● STUDY MATERIAL:
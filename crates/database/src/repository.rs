use crate::DbError;
use async_trait::async_trait;
use chrono::{DateTime, NaiveDate, Utc};
use core_types::{
    Deployment, DeploymentMetricsSnapshot, DeploymentPosition, DeploymentStatus, DeploymentTrade,
    Kline, TradingBot, User,
};
use rust_decimal::Decimal;
use sentiment::DatasetCacheStore;
use serde::de::DeserializeOwned;
use serde::Serialize;
use serde_json::Value as JsonValue;
use sqlx::postgres::PgPool;
use sqlx::Row;
use uuid::Uuid;

/// The `DbRepository` is the system's permanent archive: saved bots,
/// deployments and their trade/position/metric ledgers, the kline bar
/// cache, and (via `sentiment::DatasetCacheStore`) the sentiment dataset
/// cache. All queries are runtime-checked (`sqlx::query`/`query_as`)
/// rather than the compile-time `query!`/`query_as!` macros, since no live
/// `DATABASE_URL` is assumed to be available when this crate is built.
#[derive(Debug, Clone)]
pub struct DbRepository {
    pool: PgPool,
}

/// Converts a `Serialize` enum (stored as a string column) to its wire
/// string, reusing the domain type's own serde representation rather than
/// hand-rolling a second mapping.
fn enum_to_str<T: Serialize>(value: &T) -> Result<String, DbError> {
    match serde_json::to_value(value)? {
        JsonValue::String(s) => Ok(s),
        other => Err(DbError::ConnectionConfigError(format!(
            "expected enum to serialize as a string, got {other}"
        ))),
    }
}

fn str_to_enum<T: DeserializeOwned>(value: &str) -> Result<T, DbError> {
    Ok(serde_json::from_value(JsonValue::String(value.to_string()))?)
}

#[derive(Debug, Clone, sqlx::FromRow)]
pub struct DbUser {
    pub id: Uuid,
    pub email: String,
    pub created_at: DateTime<Utc>,
}

impl From<DbUser> for User {
    fn from(row: DbUser) -> Self {
        User {
            id: row.id,
            email: row.email,
            created_at: row.created_at,
        }
    }
}

#[derive(Debug, Clone, sqlx::FromRow)]
pub struct DbTradingBot {
    pub id: Uuid,
    pub user_id: Uuid,
    pub session_id: Option<Uuid>,
    pub name: String,
    pub strategy_spec: JsonValue,
    pub insights: Option<JsonValue>,
    pub backtest_summary: Option<JsonValue>,
    pub created_at: DateTime<Utc>,
    pub updated_at: DateTime<Utc>,
}

impl DbTradingBot {
    fn into_domain(self) -> Result<TradingBot, DbError> {
        Ok(TradingBot {
            id: self.id,
            user_id: self.user_id,
            session_id: self.session_id,
            name: self.name,
            strategy_spec: serde_json::from_value(self.strategy_spec)?,
            insights: self.insights,
            backtest_summary: self.backtest_summary,
            created_at: self.created_at,
            updated_at: self.updated_at,
        })
    }
}

#[derive(Debug, Clone)]
pub struct DbDeployment {
    pub id: Uuid,
    pub user_id: Uuid,
    pub bot_id: Uuid,
    pub status: String,
    pub initial_capital: Decimal,
    pub current_capital: Decimal,
    pub execution_frequency: String,
    pub max_position_size: Option<Decimal>,
    pub daily_loss_limit: Option<Decimal>,
    pub alpaca_account_id: Option<String>,
    pub deployed_at: DateTime<Utc>,
    pub stopped_at: Option<DateTime<Utc>>,
    pub total_pnl: Decimal,
    pub total_return_pct: Decimal,
    pub last_execution_at: Option<DateTime<Utc>>,
}

impl DbDeployment {
    fn from_row(row: sqlx::postgres::PgRow) -> Result<Self, DbError> {
        Ok(Self {
            id: row.try_get("id")?,
            user_id: row.try_get("user_id")?,
            bot_id: row.try_get("bot_id")?,
            status: row.try_get("status")?,
            initial_capital: row.try_get("initial_capital")?,
            current_capital: row.try_get("current_capital")?,
            execution_frequency: row.try_get("execution_frequency")?,
            max_position_size: row.try_get("max_position_size")?,
            daily_loss_limit: row.try_get("daily_loss_limit")?,
            alpaca_account_id: row.try_get("alpaca_account_id")?,
            deployed_at: row.try_get("deployed_at")?,
            stopped_at: row.try_get("stopped_at")?,
            total_pnl: row.try_get("total_pnl")?,
            total_return_pct: row.try_get("total_return_pct")?,
            last_execution_at: row.try_get("last_execution_at")?,
        })
    }

    fn into_domain(self) -> Result<Deployment, DbError> {
        Ok(Deployment {
            id: self.id,
            user_id: self.user_id,
            bot_id: self.bot_id,
            status: str_to_enum(&self.status)?,
            initial_capital: self.initial_capital,
            current_capital: self.current_capital,
            execution_frequency: str_to_enum(&self.execution_frequency)?,
            max_position_size: self.max_position_size,
            daily_loss_limit: self.daily_loss_limit,
            alpaca_account_id: self.alpaca_account_id,
            deployed_at: self.deployed_at,
            stopped_at: self.stopped_at,
            total_pnl: self.total_pnl,
            total_return_pct: self.total_return_pct,
            last_execution_at: self.last_execution_at,
        })
    }
}

#[derive(Debug, Clone, sqlx::FromRow)]
pub struct DbDeploymentTrade {
    pub id: Uuid,
    pub deployment_id: Uuid,
    pub symbol: String,
    pub side: String,
    pub quantity: Decimal,
    pub price: Decimal,
    pub vendor_order_id: Option<String>,
    pub filled_at: DateTime<Utc>,
}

● WHAT THE EXERCISE ASKS: A word-for-word copy of the listing is the expected answer.

● EXERCISE RESPONSE:
filename crates/database/src/repository.rs
use crate::DbError;
use async_trait::async_trait;
use chrono::{DateTime, NaiveDate, Utc};
use core_types::{
    Deployment, DeploymentMetricsSnapshot, DeploymentPosition, DeploymentStatus, DeploymentTrade,
    Kline, TradingBot, User,
};
use rust_decimal::Decimal;
use sentiment::DatasetCacheStore;
use serde::de::DeserializeOwned;
use serde::Serialize;
use serde_json::Value as JsonValue;
use sqlx::postgres::PgPool;
use sqlx::Row;
use uuid::Uuid;

/// The `DbRepository` is the system's permanent archive: saved bots,
/// deployments and their trade/position/metric ledgers, the kline bar
/// cache, and (via `sentiment::DatasetCacheStore`) the sentiment dataset
/// cache. All queries are runtime-checked (`sqlx::query`/`query_as`)
/// rather than the compile-time `query!`/`query_as!` macros, since no live
/// `DATABASE_URL` is assumed to be available when this crate is built.
#[derive(Debug, Clone)]
pub struct DbRepository {
    pool: PgPool,
}

/// Converts a `Serialize` enum (stored as a string column) to its wire
/// string, reusing the domain type's own serde representation rather than
/// hand-rolling a second mapping.
fn enum_to_str<T: Serialize>(value: &T) -> Result<String, DbError> {
    match serde_json::to_value(value)? {
        JsonValue::String(s) => Ok(s),
        other => Err(DbError::ConnectionConfigError(format!(
            "expected enum to serialize as a string, got {other}"
        ))),
    }
}

fn str_to_enum<T: DeserializeOwned>(value: &str) -> Result<T, DbError> {
    Ok(serde_json::from_value(JsonValue::String(value.to_string()))?)
}

#[derive(Debug, Clone, sqlx::FromRow)]
pub struct DbUser {
    pub id: Uuid,
    pub email: String,
    pub created_at: DateTime<Utc>,
}

impl From<DbUser> for User {
    fn from(row: DbUser) -> Self {
        User {
            id: row.id,
            email: row.email,
            created_at: row.created_at,
        }
    }
}

#[derive(Debug, Clone, sqlx::FromRow)]
pub struct DbTradingBot {
    pub id: Uuid,
    pub user_id: Uuid,
    pub session_id: Option<Uuid>,
    pub name: String,
    pub strategy_spec: JsonValue,
    pub insights: Option<JsonValue>,
    pub backtest_summary: Option<JsonValue>,
    pub created_at: DateTime<Utc>,
    pub updated_at: DateTime<Utc>,
}

impl DbTradingBot {
    fn into_domain(self) -> Result<TradingBot, DbError> {
        Ok(TradingBot {
            id: self.id,
            user_id: self.user_id,
            session_id: self.session_id,
            name: self.name,
            strategy_spec: serde_json::from_value(self.strategy_spec)?,
            insights: self.insights,
            backtest_summary: self.backtest_summary,
            created_at: self.created_at,
            updated_at: self.updated_at,
        })
    }
}

#[derive(Debug, Clone)]
pub struct DbDeployment {
    pub id: Uuid,
    pub user_id: Uuid,
    pub bot_id: Uuid,
    pub status: String,
    pub initial_capital: Decimal,
    pub current_capital: Decimal,
    pub execution_frequency: String,
    pub max_position_size: Option<Decimal>,
    pub daily_loss_limit: Option<Decimal>,
    pub alpaca_account_id: Option<String>,
    pub deployed_at: DateTime<Utc>,
    pub stopped_at: Option<DateTime<Utc>>,
    pub total_pnl: Decimal,
    pub total_return_pct: Decimal,
    pub last_execution_at: Option<DateTime<Utc>>,
}

impl DbDeployment {
    fn from_row(row: sqlx::postgres::PgRow) -> Result<Self, DbError> {
        Ok(Self {
            id: row.try_get("id")?,
            user_id: row.try_get("user_id")?,
            bot_id: row.try_get("bot_id")?,
            status: row.try_get("status")?,
            initial_capital: row.try_get("initial_capital")?,
            current_capital: row.try_get("current_capital")?,
            execution_frequency: row.try_get("execution_frequency")?,
            max_position_size: row.try_get("max_position_size")?,
            daily_loss_limit: row.try_get("daily_loss_limit")?,
            alpaca_account_id: row.try_get("alpaca_account_id")?,
            deployed_at: row.try_get("deployed_at")?,
            stopped_at: row.try_get("stopped_at")?,
            total_pnl: row.try_get("total_pnl")?,
            total_return_pct: row.try_get("total_return_pct")?,
            last_execution_at: row.try_get("last_execution_at")?,
        })
    }

    fn into_domain(self) -> Result<Deployment, DbError> {
        Ok(Deployment {
            id: self.id,
            user_id: self.user_id,
            bot_id: self.bot_id,
            status: str_to_enum(&self.status)?,
            initial_capital: self.initial_capital,
            current_capital: self.current_capital,
            execution_frequency: str_to_enum(&self.execution_frequency)?,
            max_position_size: self.max_position_size,
            daily_loss_limit: self.daily_loss_limit,
            alpaca_account_id: self.alpaca_account_id,
            deployed_at: self.deployed_at,
            stopped_at: self.stopped_at,
            total_pnl: self.total_pnl,
            total_return_pct: self.total_return_pct,
            last_execution_at: self.last_execution_at,
        })
    }
}

#[derive(Debug, Clone, sqlx::FromRow)]
pub struct DbDeploymentTrade {
    pub id: Uuid,
    pub deployment_id: Uuid,
    pub symbol: String,
    pub side: String,
    pub quantity: Decimal,
    pub price: Decimal,
    pub vendor_order_id: Option<String>,
    pub filled_at: DateTime<Utc>,
}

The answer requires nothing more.